Most delivery apps offer users the chance to add a ‘note’ to the restaurant, making it easy to let them know to leave your order on the doorstep if you’re not taking any chances. We’re especially proud to see places like Colmans Seafood Temple in South Sheilds putting their customers first – and even offering a discount to those NHS heroes who are no doubt in need of a bit of delicious sustenance at this point. Rosie Ramsay approves too. Excellent work folks!
Convenience is key
If you do find yourself feeling a bit overwhelmed with work and taking care of everyone in your household, make sure you’ve got some sustenance that’s not going to be too involved when it comes to cooking. No one wants to be perfecting their soufflé technique when they’ve got a hundred other more important things to do. Boil in the bag or tinned fish make for great fuss-free dishes. Don’t forget your veg and starchy carbs too if you can manage! A well rounded a diet is going to be really helpful to keeping you in , or nursing you back, to full health.

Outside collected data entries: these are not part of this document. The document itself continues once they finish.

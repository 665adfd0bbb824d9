/// A deferred storage operation for one document.
/// 單一文件的延後儲存操作。
#[derive(Debug, Clone, PartialEq, Eq)]
pub enum DocumentIntent {
    /// Write the current full contents; payloads are always "whatever the
    /// document holds now", so later saves subsume earlier ones.
    Save,
    Rename(String),
}

/// Depth-1, latest-wins intent slots with a single in-flight operation per
/// document. A rename always runs before a save queued in the same window,
/// so the save executes against the post-rename path of record; nothing
/// starts while another operation is in flight.
/// 每份文件深度為一、後到覆蓋的意圖槽位；同一窗口內重新命名先於儲存執行，
/// 且任何時刻最多一個操作在途。
#[derive(Debug, Default)]
pub struct IntentQueue {
    save_pending: bool,
    rename_pending: Option<String>,
    in_flight: bool,
}

impl IntentQueue {
    pub fn new() -> Self {
        Self::default()
    }

    /// Records an intent, collapsing onto any pending one of the same kind.
    /// 記錄意圖；同類型的待執行意圖會被後到者取代。
    pub fn push(&mut self, intent: DocumentIntent) {
        match intent {
            DocumentIntent::Save => self.save_pending = true,
            DocumentIntent::Rename(name) => self.rename_pending = Some(name),
        }
    }

    /// Takes the next intent to execute, marking it in flight. Returns
    /// `None` while an operation is already running or nothing is pending.
    /// 取出下一個要執行的意圖並標記在途；已有操作在途或無待執行時回傳 `None`。
    pub fn begin(&mut self) -> Option<DocumentIntent> {
        if self.in_flight {
            return None;
        }
        let next = if let Some(name) = self.rename_pending.take() {
            DocumentIntent::Rename(name)
        } else if self.save_pending {
            self.save_pending = false;
            DocumentIntent::Save
        } else {
            return None;
        };
        self.in_flight = true;
        Some(next)
    }

    /// Marks the in-flight operation as settled (success or failure).
    /// 標記在途操作已完成（不論成功或失敗）。
    pub fn finish(&mut self) {
        self.in_flight = false;
    }

    pub fn is_idle(&self) -> bool {
        !self.in_flight && !self.save_pending && self.rename_pending.is_none()
    }
}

The weather might be looking like it’s just about to turn a corner and give us some more of that lovely spring sunshine – but since we’ll all be spending the majority of our time indoors, our vitamin D levels may suffer. Vitamin D is makes a significant contribution to how well our immune system functions, so take advantage of seafood such as mackerel and pilchards which are full of the stuff, find more info on that here.
Now that many of us have chosen to forgo the gym, we need to reflect that change in our diet. On gym days, we use up more calories than usual. Continuing to feed as if we’re still maintaining the same level of exercise, but without the exercise can result in overeating and weight gain. So even if you’re able to work out at home, make sure your diet (especially your calorie intake) matches your activity level. It’s OK to eat less for now; you’ll get those precious gains back eventually!
That said, staying fit at home isn’t all that difficult. You might need to clear some space first but you’ll find plenty of home workout routines on YouTube (check out The Body Coach for quick targeted workouts that don’t require equipment). And now that all gyms are closed, you may find that your local gym are live streaming of your usual classes so check with them too!